He looked very determined, and I recalled the fact that I was opposed to bruises and undignified struggles. Moreover, I remembered the consoling fact that I had a refuge in injured innocence. When Crothers went through my pockets I made no resistance. He found nothing more dangerous than a penknife, a handkerchief, and some keys made to fit doors very far from Fort Defiance.

"Are you satisfied?" I asked the colonel, when his man had finished.

"For the present," he replied, shortly. "I will have more to say to you before long."

He and his men went out. They seemed to be very careful about fastening the door, for they spent a deal of time fumbling with the lock.

I drew my stool up to the window and took my seat there, beginning my second imprisonment in the same room; my second state, so the colonel seemed to intend, was to be much worse than the first. The complex character of this old warrior interested me and aroused my curiosity; his fierce and somewhat stilted invective amused me, now that he had gone from my presence, and I was in a state of wonder, too, as to what the end of the adventure would be. A rare adventure it was, without doubt, and I vowed to myself that it should not suffer in the telling when I returned to my friends in the city.
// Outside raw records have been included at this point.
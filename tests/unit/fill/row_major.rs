//! Tests for row-by-row placement

#[cfg(test)]
mod tests {
    use spectrafill::fill::row_major::fill_row_major;

    // Tests the four-color scenario fills rows left to right
    // Verified by swapping the row and column loops
    #[test]
    fn test_four_colors_two_by_two() {
        let grid = fill_row_major(&['R', 'G', 'B', 'Y'], 2).unwrap();
        assert_eq!(grid.to_rows(), vec![vec!['R', 'G'], vec!['B', 'Y']]);
        assert_eq!(grid.placed_count(), 4);
    }

    // Tests under-supply stops mid-row and leaves the rest default
    // Verified by breaking only the inner loop on exhaustion
    #[test]
    fn test_under_supply_leaves_defaults() {
        let grid = fill_row_major(&[1, 2, 3, 4], 3).unwrap();
        assert_eq!(
            grid.to_rows(),
            vec![vec![1, 2, 3], vec![4, 0, 0], vec![0, 0, 0]]
        );
        assert_eq!(grid.placed_count(), 4);
    }

    // Tests excess colors are never placed
    // Verified by wrapping the index modulo the cell count
    #[test]
    fn test_over_supply_drops_excess() {
        let colors: Vec<u32> = (1..=10).collect();
        let grid = fill_row_major(&colors, 2).unwrap();
        assert_eq!(grid.to_rows(), vec![vec![1, 2], vec![3, 4]]);
    }

    // Tests an empty palette yields an untouched grid
    // Verified by writing a default color when exhausted
    #[test]
    fn test_empty_colors() {
        let grid = fill_row_major::<u8>(&[], 3).unwrap();
        assert_eq!(grid.placed_count(), 0);
    }

    // Tests zero size is an invalid argument
    // Verified by returning an empty grid for size zero
    #[test]
    fn test_zero_size_rejected() {
        assert!(fill_row_major(&[1u8], 0).is_err());
    }
}
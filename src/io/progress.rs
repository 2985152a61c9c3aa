//! Stage spinner for long-running pipeline steps
//!
//! The direct transform is quadratic in the sample count, so reordering a
//! large palette can take a while; the spinner shows which stage is running.

use crate::io::configuration::SPINNER_TICK_MS;
use indicatif::{ProgressBar, ProgressStyle};
use std::sync::LazyLock;
use std::time::Duration;

static STAGE_STYLE: LazyLock<ProgressStyle> = LazyLock::new(|| {
    ProgressStyle::default_spinner()
        .template("{spinner:.cyan} [{elapsed_precise}] {prefix:.bold} {msg}")
        .unwrap_or_else(|_| ProgressStyle::default_spinner())
});

/// Spinner tracking the current pipeline stage
pub struct StageProgress {
    bar: Option<ProgressBar>,
}

impl StageProgress {
    /// Create a visible spinner, or a silent one when `enabled` is false
    pub fn new(enabled: bool) -> Self {
        let bar = enabled.then(|| {
            let bar = ProgressBar::new_spinner();
            bar.set_style(STAGE_STYLE.clone());
            bar.enable_steady_tick(Duration::from_millis(SPINNER_TICK_MS));
            bar
        });
        Self { bar }
    }

    /// Whether anything is drawn
    pub const fn is_enabled(&self) -> bool {
        self.bar.is_some()
    }

    /// Announce the start of a stage
    pub fn start_stage(&self, stage: &'static str, detail: impl Into<String>) {
        if let Some(ref bar) = self.bar {
            bar.set_prefix(stage);
            bar.set_message(detail.into());
        }
    }

    /// Clear the spinner from the terminal
    pub fn finish(&self) {
        if let Some(ref bar) = self.bar {
            bar.finish_and_clear();
        }
    }
}

impl Drop for StageProgress {
    fn drop(&mut self) {
        self.finish();
    }
}
//! Algorithm constants and runtime configuration defaults

// Safety limits to prevent excessive memory allocation and O(N²) blowups
/// Maximum allowed grid side length
pub const MAX_GRID_DIMENSION: usize = 4096;
/// Maximum number of samples the command-line driver will reorder
pub const MAX_SAMPLE_COUNT: usize = 65_536;

// Voronoi partitioning parameters
/// Lower bound on the number of Voronoi seeds
pub const MIN_VORONOI_SEEDS: usize = 4;
/// Number of colors sharing one seed before another seed is added
pub const COLORS_PER_VORONOI_SEED: usize = 20;
/// Jitter span as a fraction of a lattice cell (0.6 of the cell = ±30%, i.e. 60% of the half-cell)
pub const VORONOI_JITTER_FRACTION: f64 = 0.6;
/// Smallest seed weight
pub const VORONOI_WEIGHT_MIN: f64 = 0.6;
/// Largest seed weight
pub const VORONOI_WEIGHT_MAX: f64 = 1.4;

// Default values for configurable parameters
/// Fixed seed for reproducible generation
pub const DEFAULT_SEED: u64 = 42;
/// Default grid side length
pub const DEFAULT_GRID_SIZE: usize = 64;
/// Default scalar extractor name
pub const DEFAULT_EXTRACTOR: &str = "hue";
/// Default fill strategy name
pub const DEFAULT_STRATEGY: &str = "spiral";
/// Default synthetic palette name
pub const DEFAULT_PALETTE: &str = "random";
/// RGBA channels of cells the command-line driver leaves unplaced
pub const BACKGROUND_RGBA: [u8; 4] = [0, 0, 0, 0];

// Progress display settings
/// Spinner refresh interval in milliseconds
pub const SPINNER_TICK_MS: u64 = 80;
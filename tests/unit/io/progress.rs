//! Tests for the stage spinner

#[cfg(test)]
mod tests {
    use spectrafill::io::progress::StageProgress;

    // Tests a disabled spinner accepts stage updates silently
    // Verified by creating the bar regardless of the flag
    #[test]
    fn test_disabled_progress() {
        let progress = StageProgress::new(false);
        assert!(!progress.is_enabled());
        progress.start_stage("reorder", "64 samples");
        progress.finish();
    }

    // Tests an enabled spinner can run through stages and finish twice
    // Verified by panicking on a second finish
    #[test]
    fn test_enabled_progress_lifecycle() {
        let progress = StageProgress::new(true);
        assert!(progress.is_enabled());
        progress.start_stage("palette", String::from("16 random samples"));
        progress.start_stage("fill", "4x4 spiral");
        progress.finish();
        progress.finish();
    }
}
//! Square color grid produced by the fill strategies
//!
//! Cells start at a background color, `C::default()` unless one is given
//! explicitly. A placement mask records which cells a strategy actually
//! wrote, so under-supplied fills can be told apart from cells whose color
//! happens to equal the background.

use bitvec::prelude::*;
use ndarray::Array2;

use crate::io::configuration::MAX_GRID_DIMENSION;
use crate::io::error::{Result, invalid_argument};

/// Row-major `size × size` container of colors
#[derive(Debug, Clone, PartialEq, Eq)]
pub struct Grid<C> {
    cells: Array2<C>,
    placed: BitVec,
    size: usize,
}

/// Reject sizes no strategy can fill
///
/// # Errors
///
/// Returns `InvalidArgument` if `size` is zero or exceeds [`MAX_GRID_DIMENSION`]
pub fn validate_size(size: usize) -> Result<()> {
    if size == 0 {
        return Err(invalid_argument("size", &size, &"grid size must be positive"));
    }
    if size > MAX_GRID_DIMENSION {
        return Err(invalid_argument(
            "size",
            &size,
            &format!("grid size must not exceed {MAX_GRID_DIMENSION}"),
        ));
    }
    Ok(())
}

impl<C: Clone + Default> Grid<C> {
    /// Allocate a default-valued grid
    ///
    /// # Errors
    ///
    /// Returns `InvalidArgument` if `size` is zero or exceeds [`MAX_GRID_DIMENSION`]
    pub fn new(size: usize) -> Result<Self> {
        Self::filled(size, C::default())
    }
}

impl<C: Clone> Grid<C> {
    /// Allocate a grid with every cell set to `background`
    ///
    /// For color types without a meaningful `Default`, such as `image::Rgba`.
    ///
    /// # Errors
    ///
    /// Returns `InvalidArgument` if `size` is zero or exceeds [`MAX_GRID_DIMENSION`]
    pub fn filled(size: usize, background: C) -> Result<Self> {
        validate_size(size)?;
        Ok(Self {
            cells: Array2::from_elem((size, size), background),
            placed: bitvec![0; size * size],
            size,
        })
    }

    /// Write a color at `(row, col)`
    ///
    /// Returns `false` and leaves the grid untouched when the position is out of bounds.
    pub fn place(&mut self, row: usize, col: usize, color: C) -> bool {
        let Some(cell) = self.cells.get_mut([row, col]) else {
            return false;
        };
        *cell = color;
        self.placed.set(row * self.size + col, true);
        true
    }

    /// Copy out the grid as nested rows
    pub fn to_rows(&self) -> Vec<Vec<C>> {
        self.cells.rows().into_iter().map(|row| row.to_vec()).collect()
    }
}

impl<C> Grid<C> {
    /// Side length of the grid
    pub const fn size(&self) -> usize {
        self.size
    }

    /// Total number of cells (`size²`)
    pub const fn cell_count(&self) -> usize {
        self.size * self.size
    }

    /// Color at `(row, col)`, or `None` when out of bounds
    pub fn get(&self, row: usize, col: usize) -> Option<&C> {
        self.cells.get([row, col])
    }

    /// Whether a strategy wrote the cell at `(row, col)`
    pub fn is_placed(&self, row: usize, col: usize) -> bool {
        row < self.size
            && col < self.size
            && self.placed.get(row * self.size + col).as_deref() == Some(&true)
    }

    /// Number of cells written by a strategy
    pub fn placed_count(&self) -> usize {
        self.placed.count_ones()
    }

    /// Borrow the underlying array
    pub const fn as_array(&self) -> &Array2<C> {
        &self.cells
    }

    /// Take ownership of the underlying array
    pub fn into_array(self) -> Array2<C> {
        self.cells
    }

    /// Iterate cells in row-major order as `((row, col), color)`
    pub fn iter(&self) -> impl Iterator<Item = ((usize, usize), &C)> {
        self.cells.indexed_iter()
    }
}
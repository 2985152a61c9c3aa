//! Tests for weighted Voronoi partitioning

#[cfg(test)]
mod tests {
    use rand::{SeedableRng, rngs::StdRng};
    use spectrafill::fill::voronoi::{
        Seed, fill_voronoi, fill_voronoi_ambient, fill_voronoi_seeded, lattice_shape,
        nearest_seed, place_seeds, seed_count,
    };
    use spectrafill::io::configuration::{VORONOI_WEIGHT_MAX, VORONOI_WEIGHT_MIN};

    fn seed(row: f64, col: f64, weight: f64, color: u32) -> Seed<u32> {
        Seed {
            row,
            col,
            weight,
            color,
        }
    }

    // Tests the seed count bounds across palette sizes
    // Verified by dividing by 3 instead of 20
    #[test]
    fn test_seed_count() {
        assert_eq!(seed_count(100), 5);
        assert_eq!(seed_count(0), 1);
        assert_eq!(seed_count(1), 1);
        assert_eq!(seed_count(3), 3);
        assert_eq!(seed_count(4), 4);
        assert_eq!(seed_count(79), 4);
        assert_eq!(seed_count(1000), 50);
    }

    // Tests lattice dimensions cover every seed
    // Verified by flooring the square root
    #[test]
    fn test_lattice_shape() {
        assert_eq!(lattice_shape(1), (1, 1));
        assert_eq!(lattice_shape(4), (2, 2));
        assert_eq!(lattice_shape(5), (3, 2));
        assert_eq!(lattice_shape(50), (8, 7));
    }

    // Tests seeds stay inside the grid with weights in range and cycled colors
    // Verified by skipping the clamp after jitter
    #[test]
    fn test_place_seeds_bounds() {
        let colors: Vec<u32> = (0..200).collect();
        let mut rng = StdRng::seed_from_u64(7);
        let seeds = place_seeds(&colors, 16, &mut rng);

        assert_eq!(seeds.len(), 10);
        for (i, s) in seeds.iter().enumerate() {
            assert!((0.0..=15.0).contains(&s.row), "row {}", s.row);
            assert!((0.0..=15.0).contains(&s.col), "col {}", s.col);
            assert!(s.weight >= VORONOI_WEIGHT_MIN && s.weight < VORONOI_WEIGHT_MAX);
            assert_eq!(s.color, colors[i]);
        }
    }

    // Tests jitter keeps each seed near its lattice cell center
    // Verified by jittering across the full cell width
    #[test]
    fn test_jitter_stays_within_cell() {
        let colors: Vec<u32> = (0..4).collect();
        let mut rng = StdRng::seed_from_u64(99);
        let seeds = place_seeds(&colors, 40, &mut rng);

        // 2x2 lattice of 20-cell squares; centers at 10 and 30, jitter at most ±6
        for (i, s) in seeds.iter().enumerate() {
            let center_col = if i % 2 == 0 { 10.0 } else { 30.0 };
            let center_row = if i / 2 == 0 { 10.0 } else { 30.0 };
            assert!((s.col - center_col).abs() <= 6.0);
            assert!((s.row - center_row).abs() <= 6.0);
        }
    }

    // Tests weights scale distance so heavier seeds win farther away
    // Verified by multiplying distance by the weight
    #[test]
    fn test_weighted_distance() {
        let light = seed(0.0, 0.0, 1.0, 1);
        let heavy = seed(0.0, 0.0, 2.0, 2);
        assert!((light.weighted_distance(3, 4) - 25.0).abs() < 1e-12);
        assert!((heavy.weighted_distance(3, 4) - 6.25).abs() < 1e-12);

        let seeds = [seed(0.0, 0.0, 0.6, 1), seed(0.0, 10.0, 1.4, 2)];
        // Cell 4 is closer to the first seed but the second outweighs it
        assert_eq!(nearest_seed(&seeds, 0, 4), Some(1));
    }

    // Tests ties go to the first seed in iteration order
    // Verified by using <= when tracking the minimum
    #[test]
    fn test_nearest_seed_tie_break() {
        let seeds = [seed(0.0, 0.0, 1.0, 1), seed(0.0, 2.0, 1.0, 2)];
        assert_eq!(nearest_seed(&seeds, 0, 1), Some(0));
        assert_eq!(nearest_seed::<u32>(&[], 0, 0), None);
    }

    // Tests every cell is placed with a color drawn from the input
    // Verified by skipping the last grid row
    #[test]
    fn test_fills_every_cell_from_input() {
        let colors: Vec<u32> = (1..=120).collect();
        let grid = fill_voronoi_seeded(&colors, 24, 3).unwrap();
        assert_eq!(grid.placed_count(), 24 * 24);
        assert!(grid.iter().all(|(_, c)| colors.contains(c)));
        // 120 colors give 6 seeds, so at most six distinct regions
        let mut distinct: Vec<u32> = grid.iter().map(|(_, &c)| c).collect();
        distinct.sort_unstable();
        distinct.dedup();
        assert!(!distinct.is_empty() && distinct.len() <= 6);
    }

    // Tests identical seeds give identical grids
    // Verified by reseeding from entropy inside fill_voronoi_seeded
    #[test]
    fn test_seeded_fill_is_reproducible() {
        let colors: Vec<u32> = (0..64).collect();
        let first = fill_voronoi_seeded(&colors, 20, 1234).unwrap();
        let second = fill_voronoi_seeded(&colors, 20, 1234).unwrap();
        assert_eq!(first, second);

        let mut rng = StdRng::seed_from_u64(1234);
        let injected = fill_voronoi(&colors, 20, &mut rng).unwrap();
        assert_eq!(first, injected);
    }

    // Tests a single color floods the grid
    // Verified by cycling colors with the seed index unreduced
    #[test]
    fn test_single_color() {
        let grid = fill_voronoi_ambient(&[9u32], 5).unwrap();
        assert_eq!(grid.placed_count(), 25);
        assert!(grid.iter().all(|(_, &c)| c == 9));
    }

    // Tests an empty palette leaves the grid untouched
    // Verified by indexing colors[0] for the first seed
    #[test]
    fn test_empty_colors() {
        let grid = fill_voronoi_seeded::<u32>(&[], 4, 0).unwrap();
        assert_eq!(grid.placed_count(), 0);
        assert!(grid.iter().all(|(_, &c)| c == 0));
    }

    // Tests size validation applies to the randomized strategy
    // Verified by skipping validation when colors are empty
    #[test]
    fn test_zero_size_rejected() {
        assert!(fill_voronoi_seeded(&[1u32], 0, 0).is_err());
    }
}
Thus amused and surmising, all my vexation at the colonel's high-handed treatment and verbal abuse of me departed. Instead, I wondered how any man, at the end of thirty years, could cling so firmly and at such a sacrifice to a lost and now vain cause. A feeling of hunger put a stop to this guessing and wondering. The air of the morning had been crisp and fresh, and I had worked hard over my unfortunate picture. I needed refreshment, and, since I owed the colonel no politeness, I kicked the door violently, in the hope that I would attract some one of his Confederate veterans, to whom I could give my order.

Though I made a deal of noise, nobody responded, and I quit kicking. I was tempted to smash the window, but rages are exhaustive and ineffective, and I decided not to do so. At last I concluded to be a martyr. It is one of the most consoling of all things to feel that you are a martyr, and my peace of mind was restored. I decided that I would not take the thing seriously, and that when I left Fort Defiance I would not upbraid the colonel for his abuse of the laws of hospitality, so sacred in the mountains.

I resumed my seat by the window, and saw Grace Hetherill in the court. She was looking up at my window, and when she saw my face there she waved a handkerchief two or three times and then disappeared quickly behind the wall. Now, let it be understood that I had no idea Grace Hetherill was trying to flirt with me, but I was sure she had made a signal of some kind. Perhaps she intended to encourage me, but I fancied I scarcely needed that; not in the year of our Lord and deep peace 1896.

I heard them fumbling at the door again. The colonel and two of his men appeared.